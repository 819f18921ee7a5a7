//! Kruskal's algorithm for minimum spanning forests.
//!
//! Edges are considered in ascending weight order (stable, so equal weights
//! keep insertion order) and accepted whenever their endpoints are still in
//! different groups of the registry.
use std::cmp::Ordering;
use std::ops::Add;

use log::debug;
use petgraph::graph::{EdgeIndex, UnGraph};
use petgraph::visit::EdgeRef;

use crate::error::RegistryError;

use super::{handle, registry_for};

/// Result of [`minimum_spanning_forest`].
#[derive(Debug, Clone, PartialEq)]
pub struct SpanningForest<W> {
    /// Accepted edges in the order Kruskal picked them.
    pub edges: Vec<EdgeIndex>,
    /// Sum of the accepted edge weights.
    pub total_weight: W,
    /// Number of trees in the forest (1 for a connected, non-empty graph).
    pub components: usize,
}

/// Computes a minimum spanning forest of `graph`.
///
/// Self-loops are never accepted. Edges whose weight is not comparable with
/// itself (a floating-point `NaN`) are skipped.
///
/// # Errors
///
/// Propagates [`RegistryError`] from the internal registry. The registry is
/// unbounded and only ever sees its own handles, so no error is expected in
/// practice.
pub fn minimum_spanning_forest<N, W>(
    graph: &UnGraph<N, W>,
) -> Result<SpanningForest<W>, RegistryError>
where
    W: PartialOrd + Copy + Add<Output = W> + Default,
{
    let mut registry = registry_for(graph)?;

    let mut candidates: Vec<_> = graph
        .edge_references()
        .filter(|edge| edge.weight().partial_cmp(edge.weight()).is_some())
        .collect();
    candidates.sort_by(|a, b| a.weight().partial_cmp(b.weight()).unwrap_or(Ordering::Equal));

    let mut edges = Vec::with_capacity(graph.node_count().saturating_sub(1));
    let mut total_weight = W::default();
    for edge in candidates {
        let (source, target) = (handle(edge.source()), handle(edge.target()));
        if registry.same_group(source, target)? {
            continue;
        }
        registry.union(source, target)?;
        edges.push(edge.id());
        total_weight = total_weight + *edge.weight();
    }

    debug!(
        "spanning forest: accepted {} of {} edges, {} trees",
        edges.len(),
        graph.edge_count(),
        registry.group_count()
    );
    Ok(SpanningForest {
        edges,
        total_weight,
        components: registry.group_count(),
    })
}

**ABOUT THIS EXERCISE:** Among the lines above, return those that hold the word "trees".

**RESULT FOR THIS EXERCISE:**
    /// Number of trees in the forest (1 for a connected, non-empty graph).
        "spanning forest: accepted {} of {} edges, {} trees",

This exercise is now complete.